Introduction
Intratumoral hypoxia is a characteristic feature of solid tumors. The management of tumor cells in hypoxic regions is a critical barrier in oncology, as they have a slow metabolism, and are resistant to chemotherapy and radiation. HIF-1 and CREB provide a survival advantage to tumors in the hypoxic tumor microenvironment. We have previously shown that knockdown of either CREB or HIF-1 inhibits tumor progression. To date, there are no effective treatments for metastatic uveal melanoma (UM). The aim of this study is to test the effect of infectious knockdown of CREB and HIF-1 on UM.
Material and method
Uveal melanoma cells expressing luciferase and infected with a MuLV-based replication competent retroviral (RCR) vector expressing shRNA targeting either CREB or HIF-1 were tested for knockdown efficiency in vitro. The effect of the armed viruses on subcutaneous tumor growth in mice was monitored weekly via bioluminescence (IVIS). 5 weeks post-implantation, tumors were excised and analyzed.
Results and discussion
Infection with the armed viruses resulted in an efficient knockdown CREB, HIF-1, and downstream genes. The efficient knockdown resulted in an inhibition of cell growth in vitro.
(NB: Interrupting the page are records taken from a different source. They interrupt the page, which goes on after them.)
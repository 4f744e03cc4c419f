//! Configuration loading from TOML with environment variable resolution.
//!
//! Reads `config.toml` and deserializes into strongly-typed structs.
//! Secrets (API key, bot token, channel id) are referenced by env-var name
//! in the config and resolved once at startup into [`Secrets`].

use anyhow::{bail, Context, Result};
use chrono::{FixedOffset, NaiveTime};
use secrecy::Secret;
use serde::Deserialize;
use std::fs;
use std::time::Duration;

use crate::types::LeagueCategory;

/// Top-level application configuration.
#[derive(Debug, Deserialize, Clone)]
pub struct AppConfig {
    pub bot: BotConfig,
    #[serde(default)]
    pub window: WindowConfig,
    #[serde(default)]
    pub coupon: CouponConfig,
    #[serde(default)]
    pub api: ApiConfig,
    #[serde(default)]
    pub telegram: TelegramConfig,
    #[serde(default)]
    pub verification: VerificationConfig,
    #[serde(default)]
    pub storage: StorageConfig,
    pub leagues: Vec<LeagueConfig>,
}

#[derive(Debug, Deserialize, Clone)]
pub struct BotConfig {
    pub name: String,
    /// Daily trigger, local `HH:MM`.
    pub run_at: String,
    /// Offset of the local clock from UTC, in hours.
    #[serde(default)]
    pub utc_offset_hours: i32,
    /// Log messages instead of posting them.
    #[serde(default)]
    pub dry_run: bool,
}

/// Kickoff window, in local hours of the target day.
#[derive(Debug, Deserialize, Clone)]
pub struct WindowConfig {
    pub start_hour: u32,
    pub end_hour: u32,
}

impl Default for WindowConfig {
    fn default() -> Self {
        Self { start_hour: 1, end_hour: 7 }
    }
}

#[derive(Debug, Deserialize, Clone)]
pub struct CouponConfig {
    pub min_legs: usize,
    pub max_legs: usize,
}

impl Default for CouponConfig {
    fn default() -> Self {
        Self { min_legs: 2, max_legs: 3 }
    }
}

#[derive(Debug, Deserialize, Clone)]
pub struct ApiConfig {
    pub host: String,
    /// Env var holding the RapidAPI key.
    pub key_env: String,
    /// Env var that may override `host`.
    #[serde(default)]
    pub host_env: Option<String>,
    pub max_retries: u32,
    pub retry_delay_secs: u64,
    pub league_pause_ms: u64,
    pub timeout_secs: u64,
}

impl Default for ApiConfig {
    fn default() -> Self {
        Self {
            host: "1xbet-api.p.rapidapi.com".to_string(),
            key_env: "RAPIDAPI_KEY".to_string(),
            host_env: Some("RAPIDAPI_HOST".to_string()),
            max_retries: 3,
            retry_delay_secs: 2,
            league_pause_ms: 500,
            timeout_secs: 20,
        }
    }
}

impl ApiConfig {
    pub fn retry_delay(&self) -> Duration {
        Duration::from_secs(self.retry_delay_secs)
    }

    pub fn league_pause(&self) -> Duration {
        Duration::from_millis(self.league_pause_ms)
    }
}

#[derive(Debug, Deserialize, Clone)]
pub struct TelegramConfig {
    pub bot_token_env: String,
    pub channel_id_env: String,
}

impl Default for TelegramConfig {
    fn default() -> Self {
        Self {
            bot_token_env: "TELEGRAM_BOT_TOKEN".to_string(),
            channel_id_env: "TELEGRAM_CHANNEL_ID".to_string(),
        }
    }
}

#[derive(Debug, Deserialize, Clone)]
pub struct VerificationConfig {
    /// Assumed length of a match, kickoff to final whistle.
    pub match_duration_mins: i64,
    pub grace_mins: i64,
    pub recheck_interval_mins: u64,
    /// Give up on results this long after the first check.
    pub max_wait_hours: i64,
}

impl Default for VerificationConfig {
    fn default() -> Self {
        Self {
            match_duration_mins: 120,
            grace_mins: 5,
            recheck_interval_mins: 10,
            max_wait_hours: 12,
        }
    }
}

#[derive(Debug, Deserialize, Clone)]
pub struct StorageConfig {
    pub pending_coupon_path: String,
}

impl Default for StorageConfig {
    fn default() -> Self {
        Self { pending_coupon_path: "pending_coupon.json".to_string() }
    }
}

#[derive(Debug, Deserialize, Clone)]
pub struct LeagueConfig {
    pub id: u32,
    pub name: String,
    #[serde(default)]
    pub category: LeagueCategory,
}

impl AppConfig {
    /// Load configuration from a TOML file.
    pub fn load(path: &str) -> Result<Self> {
        let contents = fs::read_to_string(path)
            .with_context(|| format!("Failed to read config file: {path}"))?;
        Self::parse(&contents).with_context(|| format!("Invalid config file: {path}"))
    }

    /// Parse and validate configuration from TOML text.
    pub fn parse(contents: &str) -> Result<Self> {
        let config: AppConfig = toml::from_str(contents).context("Failed to parse config")?;
        config.validate()?;
        Ok(config)
    }

    /// Check cross-field constraints serde cannot express.
    pub fn validate(&self) -> Result<()> {
        self.run_at()?;
        self.utc_offset()?;
        if self.coupon.min_legs == 0 {
            bail!("coupon.min_legs must be at least 1");
        }
        if self.coupon.min_legs > self.coupon.max_legs {
            bail!(
                "coupon.min_legs ({}) exceeds coupon.max_legs ({})",
                self.coupon.min_legs,
                self.coupon.max_legs
            );
        }
        if self.window.start_hour >= self.window.end_hour || self.window.end_hour > 23 {
            bail!(
                "window must satisfy start_hour < end_hour <= 23 (got {}..{})",
                self.window.start_hour,
                self.window.end_hour
            );
        }
        if self.leagues.is_empty() {
            bail!("at least one [[leagues]] entry is required");
        }
        if self.api.max_retries == 0 {
            bail!("api.max_retries must be at least 1");
        }
        Ok(())
    }

    /// Daily trigger time.
    pub fn run_at(&self) -> Result<NaiveTime> {
        NaiveTime::parse_from_str(&self.bot.run_at, "%H:%M")
            .with_context(|| format!("bot.run_at must be HH:MM, got {:?}", self.bot.run_at))
    }

    /// Local clock offset.
    pub fn utc_offset(&self) -> Result<FixedOffset> {
        FixedOffset::east_opt(self.bot.utc_offset_hours * 3600)
            .with_context(|| format!("bot.utc_offset_hours out of range: {}", self.bot.utc_offset_hours))
    }
}

// ---------------------------------------------------------------------------
// Secrets
// ---------------------------------------------------------------------------

/// Credentials resolved from the environment.
pub struct Secrets {
    pub api_key: Secret<String>,
    pub api_host: String,
    /// Absent only in dry-run mode.
    pub telegram: Option<TelegramSecrets>,
}

pub struct TelegramSecrets {
    pub bot_token: Secret<String>,
    pub channel_id: String,
}

impl Secrets {
    /// Read every referenced variable, reporting all missing ones together.
    ///
    /// Telegram credentials are only required when `dry_run` is false.
    pub fn from_env(cfg: &AppConfig, dry_run: bool) -> Result<Self> {
        let lookup = |name: &str| std::env::var(name).ok().filter(|v| !v.trim().is_empty());
        let mut missing = Vec::new();

        let api_key = lookup(&cfg.api.key_env);
        if api_key.is_none() {
            missing.push(cfg.api.key_env.clone());
        }

        let bot_token = lookup(&cfg.telegram.bot_token_env);
        let channel_id = lookup(&cfg.telegram.channel_id_env);
        if !dry_run {
            if bot_token.is_none() {
                missing.push(cfg.telegram.bot_token_env.clone());
            }
            if channel_id.is_none() {
                missing.push(cfg.telegram.channel_id_env.clone());
            }
        }

        if !missing.is_empty() {
            bail!("Missing environment variables: {}", missing.join(", "));
        }

        let api_host = cfg
            .api
            .host_env
            .as_deref()
            .and_then(lookup)
            .unwrap_or_else(|| cfg.api.host.clone());

        let telegram = match (bot_token, channel_id) {
            (Some(token), Some(channel_id)) => Some(TelegramSecrets {
                bot_token: Secret::new(token),
                channel_id,
            }),
            _ => None,
        };

        Ok(Self {
            api_key: Secret::new(api_key.unwrap_or_default()),
            api_host,
            telegram,
        })
    }
}

// ---------------------------------------------------------------------------
// Tests
// ---------------------------------------------------------------------------

#[cfg(test)]
mod tests {
    use super::*;
    use secrecy::ExposeSecret;

    const SAMPLE: &str = r#"
        [bot]
        name = "TIPSTER-TEST"
        run_at = "00:30"
        utc_offset_hours = 1

        [coupon]
        min_legs = 2
        max_legs = 3

        [[leagues]]
        id = 148
        name = "Ligue 1"
        category = "elite"

        [[leagues]]
        id = 88
        name = "MLS"
        category = "attacking"
    "#;

    #[test]
    fn test_parse_sample_with_defaults() {
        let cfg = AppConfig::parse(SAMPLE).unwrap();
        assert_eq!(cfg.bot.name, "TIPSTER-TEST");
        assert!(!cfg.bot.dry_run);
        assert_eq!(cfg.window.start_hour, 1);
        assert_eq!(cfg.window.end_hour, 7);
        assert_eq!(cfg.api.max_retries, 3);
        assert_eq!(cfg.api.retry_delay(), Duration::from_secs(2));
        assert_eq!(cfg.verification.recheck_interval_mins, 10);
        assert_eq!(cfg.leagues.len(), 2);
        assert_eq!(cfg.leagues[1].category, LeagueCategory::Attacking);
        assert_eq!(cfg.run_at().unwrap(), NaiveTime::from_hms_opt(0, 30, 0).unwrap());
        assert_eq!(cfg.utc_offset().unwrap().local_minus_utc(), 3600);
    }

    #[test]
    fn test_load_repo_config() {
        let path = concat!(env!("CARGO_MANIFEST_DIR"), "/config.toml");
        let cfg = AppConfig::load(path).unwrap();
        assert_eq!(cfg.leagues.len(), 14);
        assert!(cfg.coupon.min_legs <= cfg.coupon.max_legs);
        assert_eq!(cfg.api.key_env, "RAPIDAPI_KEY");
        assert!(cfg
            .leagues
            .iter()
            .any(|l| l.name == "MLS" && l.category == LeagueCategory::Attacking));
    }

    #[test]
    fn test_rejects_inverted_legs() {
        let bad = SAMPLE.replace("min_legs = 2", "min_legs = 4");
        let err = AppConfig::parse(&bad).unwrap_err();
        assert!(err.to_string().contains("min_legs"));
    }

    #[test]
    fn test_rejects_bad_run_at() {
        let bad = SAMPLE.replace("\"00:30\"", "\"half past midnight\"");
        assert!(AppConfig::parse(&bad).is_err());
    }

    #[test]
    fn test_rejects_empty_leagues() {
        let head = SAMPLE.split("[[leagues]]").next().unwrap();
        let bad = format!("leagues = []\n{head}");
        let err = AppConfig::parse(&bad).unwrap_err();
        assert!(err.to_string().contains("leagues"));
    }

    #[test]
    fn test_rejects_bad_window() {
        let bad = format!("{SAMPLE}\n[window]\nstart_hour = 7\nend_hour = 1\n");
        assert!(AppConfig::parse(&bad).is_err());
    }

    fn isolated_config(tag: &str) -> AppConfig {
        let mut cfg = AppConfig::parse(SAMPLE).unwrap();
        cfg.api.key_env = format!("TIPSTER_TEST_{tag}_KEY");
        cfg.api.host_env = Some(format!("TIPSTER_TEST_{tag}_HOST"));
        cfg.telegram.bot_token_env = format!("TIPSTER_TEST_{tag}_TOKEN");
        cfg.telegram.channel_id_env = format!("TIPSTER_TEST_{tag}_CHANNEL");
        cfg
    }

    #[test]
    fn test_secrets_report_all_missing() {
        let cfg = isolated_config("MISSING");
        let err = Secrets::from_env(&cfg, false).err().unwrap().to_string();
        assert!(err.contains("TIPSTER_TEST_MISSING_KEY"));
        assert!(err.contains("TIPSTER_TEST_MISSING_TOKEN"));
        assert!(err.contains("TIPSTER_TEST_MISSING_CHANNEL"));
    }

    #[test]
    fn test_secrets_dry_run_needs_only_api_key() {
        let cfg = isolated_config("DRY");
        std::env::set_var("TIPSTER_TEST_DRY_KEY", "k-123");
        let secrets = Secrets::from_env(&cfg, true).unwrap();
        assert_eq!(secrets.api_key.expose_secret(), "k-123");
        assert_eq!(secrets.api_host, "1xbet-api.p.rapidapi.com");
        assert!(secrets.telegram.is_none());
    }

    #[test]
    fn test_secrets_full_with_host_override() {
        let cfg = isolated_config("FULL");
        std::env::set_var("TIPSTER_TEST_FULL_KEY", "k");
        std::env::set_var("TIPSTER_TEST_FULL_HOST", "odds.example.com");
        std::env::set_var("TIPSTER_TEST_FULL_TOKEN", "t");
        std::env::set_var("TIPSTER_TEST_FULL_CHANNEL", "@channel");
        let secrets = Secrets::from_env(&cfg, false).unwrap();
        assert_eq!(secrets.api_host, "odds.example.com");
        let tg = secrets.telegram.unwrap();
        assert_eq!(tg.bot_token.expose_secret(), "t");
        assert_eq!(tg.channel_id, "@channel");
    }
}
Subcutaneous xenografts infected with armed viruses had a halted growth rate as opposed to the steady fast growth of the control tumors. In correlation with the non-invasive luciferase-based method, at the end of the experiment, the mean weight of the tumors infected with an armed virus knocking down HIF-1 was only 42% of the mean tumor weight of the control tumors, and the mean weight of the tumors infected with an armed virus knocking down CREB was only 16% of the mean control tumor.
Conclusion
Infectious knockdown via armed viruses targeting the hypoxia regulators CREB and HIF-1 is effective against metastatic uveal melanoma in vitro and in vivo. These results indicate that armed viruses controlling the cellular response to hypoxia may be the basis of a new treatment modality for solid tumors.